Edward Pearce Casey (1864–1940) was an American designer and architect, noted for his work in Washington, D.C. and New York City.

Early life and education
Edward Pearce Casey was born June 18, 1864, in Portland, Maine; where his father, Brigadier-General Thomas Lincoln Casey, served during the Civil War. Edward was educated at the Emerson Institute of Washington, D.C.; and graduated from the School of Mines of Columbia University; he received the degree of C.E. in 1886 and that of architect in 1888. He studied also at the Ecole des Beaux Arts in Paris, France.

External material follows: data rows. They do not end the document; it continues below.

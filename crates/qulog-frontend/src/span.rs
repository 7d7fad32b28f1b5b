//! Source span and location types for error reporting
//!
//! Spans carry byte offsets plus resolved line/column information so that
//! diagnostics can be printed as `file:line:column`.

use serde::{Deserialize, Serialize};
use std::fmt;

/// Half-open byte range in the source, with the 1-indexed line and column
/// of its start
#[derive(Debug, Clone, Copy, PartialEq, Eq, Serialize, Deserialize)]
pub struct Span {
    /// Byte offset of the first character
    pub start: usize,
    /// Byte offset one past the last character
    pub end: usize,
    /// Line number (1-indexed)
    pub line: usize,
    /// Column number (1-indexed)
    pub column: usize,
}

impl Span {
    /// Create a span from a byte range using a line index
    pub fn from_range(range: std::ops::Range<usize>, index: &LineIndex) -> Self {
        let (line, column) = index.line_col(range.start);
        Self {
            start: range.start,
            end: range.end,
            line,
            column,
        }
    }

    /// Extend this span to cover another one
    pub fn to(self, other: Span) -> Span {
        Span {
            start: self.start,
            end: other.end.max(self.end),
            line: self.line,
            column: self.column,
        }
    }
}

impl fmt::Display for Span {
    fn fmt(&self, f: &mut fmt::Formatter<'_>) -> fmt::Result {
        write!(f, "{}:{}", self.line, self.column)
    }
}

impl Default for Span {
    /// The start of the source
    fn default() -> Self {
        Span {
            start: 0,
            end: 0,
            line: 1,
            column: 1,
        }
    }
}

/// Maps byte offsets to 1-indexed line/column pairs
#[derive(Debug, Clone)]
pub struct LineIndex {
    /// Byte offset at which each line starts
    line_starts: Vec<usize>,
}

impl LineIndex {
    pub fn new(source: &str) -> Self {
        let mut line_starts = vec![0];
        for (i, b) in source.bytes().enumerate() {
            if b == b'\n' {
                line_starts.push(i + 1);
            }
        }
        Self { line_starts }
    }

    /// Resolve a byte offset to a (line, column) pair
    pub fn line_col(&self, offset: usize) -> (usize, usize) {
        let line = self
            .line_starts
            .partition_point(|&start| start <= offset)
            .saturating_sub(1);
        (line + 1, offset - self.line_starts[line] + 1)
    }
}

#[cfg(test)]
mod tests {
    use super::*;

    #[test]
    fn line_col_resolution() {
        let index = LineIndex::new("ab\ncd\n\nef");
        assert_eq!(index.line_col(0), (1, 1));
        assert_eq!(index.line_col(1), (1, 2));
        assert_eq!(index.line_col(3), (2, 1));
        assert_eq!(index.line_col(6), (3, 1));
        assert_eq!(index.line_col(7), (4, 1));
    }

    #[test]
    fn span_display() {
        let index = LineIndex::new("foo\nbar");
        let span = Span::from_range(4..7, &index);
        assert_eq!(span.to_string(), "2:1");
    }
}
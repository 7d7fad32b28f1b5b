//! Port and instance naming

use crate::EmitError;
use rand::Rng;

/// Map an argument index to a stable port name: `A`…`Z`, then two-letter
/// names `AA`…`ZZ`. The scheme is source-independent, so module ports are
/// identical across runs.
pub fn num_to_varname(n: usize) -> Result<String, EmitError> {
    const ALPHABET: usize = 26;
    if n < ALPHABET {
        Ok(((b'A' + n as u8) as char).to_string())
    } else if n < ALPHABET * (ALPHABET + 1) {
        let m = n - ALPHABET;
        let first = (b'A' + (m / ALPHABET) as u8) as char;
        let second = (b'A' + (m % ALPHABET) as u8) as char;
        Ok(format!("{}{}", first, second))
    } else {
        Err(EmitError::TooManyParameters)
    }
}

/// Five random letters, mixed case, to keep module instantiations distinct
pub fn instance_suffix<R: Rng>(rng: &mut R) -> String {
    const CHARS: &[u8] = b"ABCDEFGHIJKLMNOPQRSTUVWXYZabcdefghijklmnopqrstuvwxyz";
    (0..5)
        .map(|_| CHARS[rng.gen_range(0..CHARS.len())] as char)
        .collect()
}

#[cfg(test)]
mod tests {
    use super::*;
    use rand::rngs::StdRng;
    use rand::SeedableRng;

    #[test]
    fn single_letters_then_two_letter_blocks() {
        assert_eq!(num_to_varname(0).unwrap(), "A");
        assert_eq!(num_to_varname(25).unwrap(), "Z");
        assert_eq!(num_to_varname(26).unwrap(), "AA");
        assert_eq!(num_to_varname(27).unwrap(), "AB");
        assert_eq!(num_to_varname(51).unwrap(), "AZ");
        assert_eq!(num_to_varname(52).unwrap(), "BA");
        assert_eq!(num_to_varname(26 * 27 - 1).unwrap(), "ZZ");
    }

    #[test]
    fn names_never_collide() {
        let names: Vec<String> = (0..26 * 27).map(|n| num_to_varname(n).unwrap()).collect();
        let mut deduped = names.clone();
        deduped.sort();
        deduped.dedup();
        assert_eq!(deduped.len(), names.len());
    }

    #[test]
    fn index_past_the_last_block_is_an_error() {
        assert!(matches!(
            num_to_varname(26 * 27),
            Err(EmitError::TooManyParameters)
        ));
    }

    #[test]
    fn suffixes_are_five_letters_and_seed_stable() {
        let mut rng = StdRng::seed_from_u64(42);
        let a = instance_suffix(&mut rng);
        assert_eq!(a.len(), 5);
        assert!(a.chars().all(|c| c.is_ascii_alphabetic()));

        let mut rng = StdRng::seed_from_u64(42);
        assert_eq!(instance_suffix(&mut rng), a);
    }
}
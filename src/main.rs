//! QULOG - compiler from a Prolog subset to annealer-ready Verilog
//!
//! The driver wires the pipeline together: parse, preprocess, infer types,
//! and emit Verilog. It is also the single recovery boundary for user
//! errors, which print as `file:line:column: message`.

use anyhow::{Context, Result};
use clap::Parser;
use qulog_codegen::verilog::write_verilog;
use qulog_frontend::error::CompileError;
use qulog_frontend::preprocess::{self, Config};
use qulog_frontend::{parser, typeinf};
use rand::rngs::StdRng;
use rand::SeedableRng;
use std::fs;
use std::io::{self, Read, Write};
use std::path::PathBuf;
use tracing::info;

const PROG_NAME: &str = "qulog";

/// Compile a restricted Prolog subset to Verilog for quantum annealers
#[derive(Parser)]
#[command(version, about, long_about = None)]
struct Cli {
    /// Prolog source file; omit to read standard input
    input: Option<PathBuf>,

    /// Minimum integer width in bits
    #[arg(long, default_value_t = 0)]
    int_bits: u32,

    /// Verilog output file, or "-" for standard output
    #[arg(short, long, default_value = "-")]
    output: String,

    /// Seed for instance-name generation, for reproducible builds
    #[arg(long)]
    seed: Option<u64>,

    /// Write the parsed AST as JSON to the given file
    #[arg(long)]
    dump_ast: Option<PathBuf>,

    /// Verbosity level
    #[arg(short, long, action = clap::ArgAction::Count)]
    verbose: u8,
}

fn main() {
    let cli = Cli::parse();

    let log_level = match cli.verbose {
        0 => "warn",
        1 => "info",
        2 => "debug",
        _ => "trace",
    };
    tracing_subscriber::fmt().with_env_filter(log_level).init();

    let in_file_name = match &cli.input {
        Some(path) => path.display().to_string(),
        None => "<stdin>".to_string(),
    };

    if let Err(err) = run(&cli, &in_file_name) {
        match err.downcast_ref::<CompileError>() {
            Some(compile_err) => match compile_err.span() {
                Some(span) => eprintln!(
                    "{}:{}:{}: {}",
                    in_file_name, span.line, span.column, compile_err
                ),
                None => eprintln!("{}: {}", PROG_NAME, compile_err),
            },
            None => eprintln!("{}: {:#}", PROG_NAME, err),
        }
        std::process::exit(1);
    }
}

fn run(cli: &Cli, in_file_name: &str) -> Result<()> {
    let source = match &cli.input {
        Some(path) => fs::read_to_string(path)
            .with_context(|| format!("failed to read {}", path.display()))?,
        None => {
            let mut buf = String::new();
            io::stdin()
                .read_to_string(&mut buf)
                .context("failed to read standard input")?;
            buf
        }
    };

    let ast = parser::parse(&source)?;
    if let Some(path) = &cli.dump_ast {
        let file = fs::File::create(path)
            .with_context(|| format!("failed to create {}", path.display()))?;
        serde_json::to_writer_pretty(file, &ast).context("failed to serialize the AST")?;
    }

    let config = Config {
        prog_name: PROG_NAME.to_string(),
        in_file_name: in_file_name.to_string(),
        int_bits: cli.int_bits,
    };
    let analysis = preprocess::preprocess(&ast, &config)?;
    let typing = typeinf::infer(&analysis)?;

    let mut rng = match cli.seed {
        Some(seed) => StdRng::seed_from_u64(seed),
        None => StdRng::from_entropy(),
    };

    info!(output = %cli.output, "writing Verilog");
    if cli.output == "-" {
        let stdout = io::stdout();
        let mut out = stdout.lock();
        write_verilog(&mut out, &config, &analysis, &typing, &mut rng)?;
        out.flush().context("failed to write Verilog output")?;
    } else {
        let file = fs::File::create(&cli.output)
            .with_context(|| format!("failed to create {}", cli.output))?;
        let mut out = io::BufWriter::new(file);
        write_verilog(&mut out, &config, &analysis, &typing, &mut rng)?;
        out.flush().context("failed to write Verilog output")?;
    }
    Ok(())
}
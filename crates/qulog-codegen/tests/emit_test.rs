//! Tests for Verilog emission over the whole frontend pipeline

use qulog_codegen::verilog::write_verilog;
use qulog_frontend::parser::parse;
use qulog_frontend::preprocess::{preprocess, Config};
use qulog_frontend::typeinf::infer;
use rand::rngs::StdRng;
use rand::SeedableRng;

/// Compile a source program to Verilog with a fixed suffix seed
fn compile(source: &str, int_bits: u32) -> String {
    compile_seeded(source, int_bits, 42)
}

fn compile_seeded(source: &str, int_bits: u32, seed: u64) -> String {
    let ast = parse(source).unwrap();
    let config = Config {
        prog_name: "qulog".to_string(),
        in_file_name: "<test>".to_string(),
        int_bits,
    };
    let analysis = preprocess(&ast, &config).unwrap();
    let typing = infer(&analysis).unwrap();
    let mut out = Vec::new();
    let mut rng = StdRng::seed_from_u64(seed);
    write_verilog(&mut out, &config, &analysis, &typing, &mut rng).unwrap();
    String::from_utf8(out).unwrap()
}

#[test]
fn single_atom_query() {
    let sv = compile("color(red). color(green). :- color(C).", 0);

    // Symbols are sorted, aligned, and one bit wide.
    assert!(sv.contains("`define green 1'd0"));
    assert!(sv.contains("`define red   1'd1"));

    // Two facts OR-combine inside one module, in source order.
    assert!(sv.contains("// Define color(atom)."));
    assert!(sv.contains("module \\color/1 (A, Valid);"));
    assert!(sv.contains("  input A;"));
    assert!(sv.contains("  assign $v1 = A == `red;"));
    assert!(sv.contains("  assign $v2 = A == `green;"));
    assert!(sv.contains("  assign Valid = &$v1 | &$v2;"));

    // The query module keeps the source variable name as its port and
    // instantiates the callee.
    assert!(sv.contains("module Query (C, Valid);"));
    assert!(sv.contains("\\color/1 \\color_"));
    assert!(sv.contains("/1 (C, $v1);"));
}

#[test]
fn emitted_symbols_reparse_in_table_order() {
    let sv = compile("likes(milk). likes(tea). likes(cocoa). :- likes(X).", 0);
    let names: Vec<&str> = sv
        .lines()
        .filter_map(|line| line.strip_prefix("`define "))
        .filter_map(|rest| rest.split_whitespace().next())
        .collect();
    assert_eq!(names, vec!["cocoa", "milk", "tea"]);
}

#[test]
fn repeated_head_variables_become_equalities() {
    let sv = compile("same(X, X) :- integer(X). :- same(3, 3).", 0);

    // The repeated X pins port B to port A; the integer/1 witness erases.
    assert!(sv.contains("module \\same/2 (A, B, Valid);"));
    assert!(sv.contains("  wire $v1;"));
    assert!(sv.contains("  assign $v1 = B == A;"));
    assert!(!sv.contains("1'b1"));

    // The ground query instantiates same/2 with literal arguments.
    assert!(sv.contains("module Query (Valid);"));
    assert!(sv.contains("\\same/2 \\same_"));
    assert!(sv.contains("/2 (2'd3, 2'd3, $v1);"));
}

#[test]
fn literal_head_arguments_become_equalities() {
    let sv = compile("pin(3, 3). :- pin(A, B).", 0);
    assert!(sv.contains("  wire [1:0] $v1;"));
    assert!(sv.contains("  assign $v1[0] = A == 2'd3;"));
    assert!(sv.contains("  assign $v1[1] = B == 2'd3;"));
}

#[test]
fn arithmetic_and_relations_translate_per_operator() {
    let sv = compile("pos(N) :- N > 0. :- pos(5).", 0);
    assert!(sv.contains("// Define pos(num)."));
    assert!(sv.contains("  input [2:0] A;"));
    assert!(sv.contains("  assign $v1 = A > 3'd0;"));
    assert!(sv.contains("/1 (3'd5, $v1);"));

    let sv = compile("calc(X, Y) :- Y is (X + 1) * 2. :- calc(3, Q).", 0);
    // Parentheses survive, multiplication binds tightly, and `is` becomes
    // equality.
    assert!(sv.contains("  assign $v1 = B == (A + 2'd1)*2'd2;"));

    let sv = compile("diff(X, Y) :- X \\= Y, X =< 3, Y =< 3. :- diff(A, B).", 0);
    assert!(sv.contains("  assign $v1[0] = A != B;"));
    assert!(sv.contains("  assign $v1[1] = A <= 2'd3;"));
    assert!(sv.contains("  assign $v1[2] = B <= 2'd3;"));
}

#[test]
fn call_arguments_may_be_full_expressions() {
    let sv = compile("p(N) :- q(N + 1). q(Y) :- Y > 0. :- p(M).", 0);
    assert!(sv.contains("\\q/1 \\q_"));
    assert!(sv.contains("/1 (A + 1'd1, $v1);"));
    assert!(sv.contains("/1 (M, $v1);"));
}

#[test]
fn zero_atom_programs_define_no_symbols() {
    let sv = compile("p(N) :- N > 0. :- p(1).", 0);
    assert!(!sv.contains("`define"));
    // One-bit integers get unranged ports.
    assert!(sv.contains("  input A;"));
    assert!(sv.contains("// This program uses 1 bit(s) for atoms and 1 bit(s) for (unsigned)"));
}

#[test]
fn argumentless_clauses_emit_a_valid_only_module() {
    let sv = compile("go :- 1 < 2.\ngo :- 2 < 1.", 0);
    assert!(sv.contains("// Define go."));
    assert!(sv.contains("module \\go/0 (Valid);"));
    assert!(sv.contains("  assign $v1 = 2'd1 < 2'd2;"));
    assert!(sv.contains("  assign $v2 = 2'd2 < 2'd1;"));
    assert!(sv.contains("  assign Valid = &$v1 | &$v2;"));
}

#[test]
fn clauses_accepting_all_inputs_are_constant_true() {
    let sv = compile("any(X). any(3). :- any(N).", 0);
    assert!(sv.contains("  assign $v1 = 1'b1;"));
    assert!(sv.contains("  assign $v2 = A == 2'd3;"));
}

#[test]
fn local_variables_get_kept_wires_after_the_ports() {
    let sv = compile("above(X) :- bound(Y), X > Y. bound(5). :- above(N).", 0);
    // Port A is the argument; the body variable Y lands on the next name.
    assert!(sv.contains("module \\above/1 (A, Valid);"));
    assert!(sv.contains("  (* keep *) wire [2:0] B;"));
    assert!(sv.contains("\\bound/1 \\bound_"));
    assert!(sv.contains("/1 (B, $v1[0]);"));
    assert!(sv.contains("  assign $v1[1] = A > B;"));
}

#[test]
fn atom_typed_locals_use_the_symbol_width() {
    let sv = compile(
        "c(r). c(g). c(b). pick(N) :- c(X), N > 0. :- pick(M).",
        4,
    );
    // Three symbols need two bits; the local atom wire is sized to match.
    assert!(sv.contains("  (* keep *) wire [1:0] B;"));
    assert!(sv.contains("  input [3:0] A;"));
}

#[test]
fn widths_follow_literals_symbols_and_user_minimum() {
    let sv = compile(
        "c(a). c(b). c(d). c(e). c(f). n(100). :- c(X), n(Y).",
        3,
    );
    // 5 symbols -> 3 bits; literal 100 -> 7 bits despite the requested 3.
    assert!(sv.contains("// This program uses 3 bit(s) for atoms and 7 bit(s) for (unsigned)"));
    assert!(sv.contains("`define a 3'd0"));
    assert!(sv.contains("  input [2:0] X;"));
    assert!(sv.contains("  input [6:0] Y;"));
}

#[test]
fn header_names_the_input_file() {
    let sv = compile("p(1). :- p(X).", 0);
    assert!(sv.starts_with("// Verilog version of Prolog program <test>\n"));
    assert!(sv.contains("// Generated by qulog\n"));
}

#[test]
fn emission_is_deterministic_under_a_fixed_seed() {
    let source = "p(1). q(X) :- p(X). :- q(A), q(B).";
    let first = compile_seeded(source, 0, 7);
    let second = compile_seeded(source, 0, 7);
    assert_eq!(first, second);
}

#[test]
fn each_instantiation_gets_its_own_suffix() {
    let sv = compile("p(1). :- p(A), p(B).", 0);
    let instances: Vec<&str> = sv
        .lines()
        .filter(|line| line.trim_start().starts_with("\\p/1 \\p_"))
        .filter_map(|line| line.split_whitespace().nth(1))
        .collect();
    assert_eq!(instances.len(), 2);
    assert_ne!(instances[0], instances[1]);
}
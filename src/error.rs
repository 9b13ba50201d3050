//! Error types for stagetime
//!
//! Exit codes:
//! - 0: Success
//! - 2: User error (bad args, missing log file, invalid config)
//! - 3: No data (no task events survived filtering; metrics unavailable)
//! - 4: Operation failed (I/O error, corrupt compression frame, cancelled)

use std::path::PathBuf;
use thiserror::Error;

/// Exit codes for the stagetime CLI
pub mod exit_codes {
    pub const SUCCESS: i32 = 0;
    pub const USER_ERROR: i32 = 2;
    pub const NO_DATA: i32 = 3;
    pub const OPERATION_FAILED: i32 = 4;
}

/// Main error type for stagetime operations
#[derive(Error, Debug)]
pub enum Error {
    // User errors (exit code 2)
    #[error("Event log not found: {0}")]
    LogNotFound(PathBuf),

    #[error("Invalid configuration: {0}")]
    InvalidConfig(String),

    #[error("Invalid argument: {0}")]
    InvalidArgument(String),

    // No data (exit code 3)
    #[error("No task events found: nothing to aggregate")]
    NoData,

    // Operation failures (exit code 4)
    #[error("IO error: {0}")]
    Io(#[from] std::io::Error),

    #[error("Failed to decode {path}: {source}")]
    Decode {
        path: PathBuf,
        source: std::io::Error,
    },

    #[error("JSON error: {0}")]
    Json(#[from] serde_json::Error),

    #[error("TOML parse error: {0}")]
    TomlParse(#[from] toml::de::Error),

    #[error("TOML serialize error: {0}")]
    TomlSerialize(#[from] toml::ser::Error),

    #[error("Ingestion cancelled")]
    Cancelled,
}

impl Error {
    /// Get the exit code for this error
    pub fn exit_code(&self) -> i32 {
        match self {
            // User errors
            Error::LogNotFound(_) | Error::InvalidConfig(_) | Error::InvalidArgument(_) => {
                exit_codes::USER_ERROR
            }

            // Empty result set
            Error::NoData => exit_codes::NO_DATA,

            // Operation failures
            Error::Io(_)
            | Error::Decode { .. }
            | Error::Json(_)
            | Error::TomlParse(_)
            | Error::TomlSerialize(_)
            | Error::Cancelled => exit_codes::OPERATION_FAILED,
        }
    }

    /// Optional structured details for JSON error output
    pub fn details(&self) -> Option<serde_json::Value> {
        match self {
            Error::Decode { path, .. } => Some(serde_json::json!({
                "path": path.display().to_string(),
            })),
            _ => None,
        }
    }
}

/// Result type alias for stagetime operations
pub type Result<T> = std::result::Result<T, Error>;

/// Wrapper for displaying errors in JSON format
#[derive(serde::Serialize)]
pub struct JsonError {
    pub error: String,
    pub code: i32,
    #[serde(skip_serializing_if = "Option::is_none")]
    pub details: Option<serde_json::Value>,
}

impl From<&Error> for JsonError {
    fn from(err: &Error) -> Self {
        JsonError {
            error: err.to_string(),
            code: err.exit_code(),
            details: err.details(),
        }
    }
}
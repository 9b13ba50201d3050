use assert_cmd::Command;
use predicates::str::contains;

#[test]
fn stagetime_help_works() {
    Command::cargo_bin("stagetime")
        .expect("binary")
        .arg("--help")
        .assert()
        .success()
        .stdout(contains("Spark stage timing"));
}

#[test]
fn subcommand_help_works() {
    let subcommands = ["analyze", "stages", "job"];

    for cmd in subcommands {
        Command::cargo_bin("stagetime")
            .expect("binary")
            .arg(cmd)
            .arg("--help")
            .assert()
            .success();
    }
}

#[test]
fn version_flag_works() {
    Command::cargo_bin("stagetime")
        .expect("binary")
        .arg("--version")
        .assert()
        .success()
        .stdout(contains("stagetime"));
}
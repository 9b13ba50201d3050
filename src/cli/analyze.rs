//! stagetime analyze command implementation.

use std::path::PathBuf;

use serde::Serialize;

use crate::error::Result;
use crate::ingest::{ingest_log, CancelFlag, ScanStats};
use crate::metrics::{aggregate_stages, summarize_job, JobMetrics, StageMetrics};
use crate::output::{emit_success, HumanOutput, OutputOptions};

pub struct AnalyzeOptions {
    pub log: Option<PathBuf>,
    pub cancel: CancelFlag,
    pub verbose: bool,
    pub json: bool,
    pub quiet: bool,
}

#[derive(Debug, Serialize)]
struct AnalyzeOutput {
    log: PathBuf,
    stage_count: usize,
    stages: Vec<StageMetrics>,
    job: JobMetrics,
    scan: ScanStats,
}

pub fn run(options: AnalyzeOptions) -> Result<()> {
    let ctx = super::load_report_context(options.log)?;
    let report = ingest_log(&ctx.log, &options.cancel)?;
    let stages = aggregate_stages(&report.store);
    let job = summarize_job(&stages)?;

    let output = AnalyzeOutput {
        log: ctx.log.clone(),
        stage_count: stages.len(),
        stages,
        job,
        scan: report.scan,
    };

    let time_format = &ctx.config.report.time_format;
    let mut human = HumanOutput::new("Event log analysis");
    human.push_summary("Log", ctx.log.display().to_string());
    human.push_summary("Lines read", report.scan.lines_read.to_string());
    human.push_summary("Task events", report.scan.events_extracted.to_string());
    human.push_summary("Stages", output.stage_count.to_string());
    human.push_summary(
        "Total job time",
        format!("{} ms", output.job.total_job_time_ms),
    );
    if report.scan.lines_malformed > 0 {
        human.push_warning(format!(
            "skipped {} malformed line(s)",
            report.scan.lines_malformed
        ));
    }
    for stage in &output.stages {
        human.push_detail(super::stages::stage_line(
            stage,
            options.verbose,
            time_format,
        ));
    }

    emit_success(
        OutputOptions {
            json: options.json,
            quiet: options.quiet,
        },
        "analyze",
        &output,
        Some(&human),
    )
}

Prior to completion of his schooling, Casey served in the 7th Regiment of the New York National Guard, where the portrait photo accompanying this article was taken, c. 1885.

Career and later life
In 1892, Casey replaced Paul J. Pelz as architect of the Library of Congress, whose construction his father directed until his death in 1896. In 1893, he was one of the six equal prize winners in the New York City Hall competition; and in 1900 won the first prize for a design for Taft Bridge over Rock Creek in Washington, D.C. In 1901, he won another design competition, for a design for the Ulysses S. Grant Memorial on the National Mall in Washington, D.C.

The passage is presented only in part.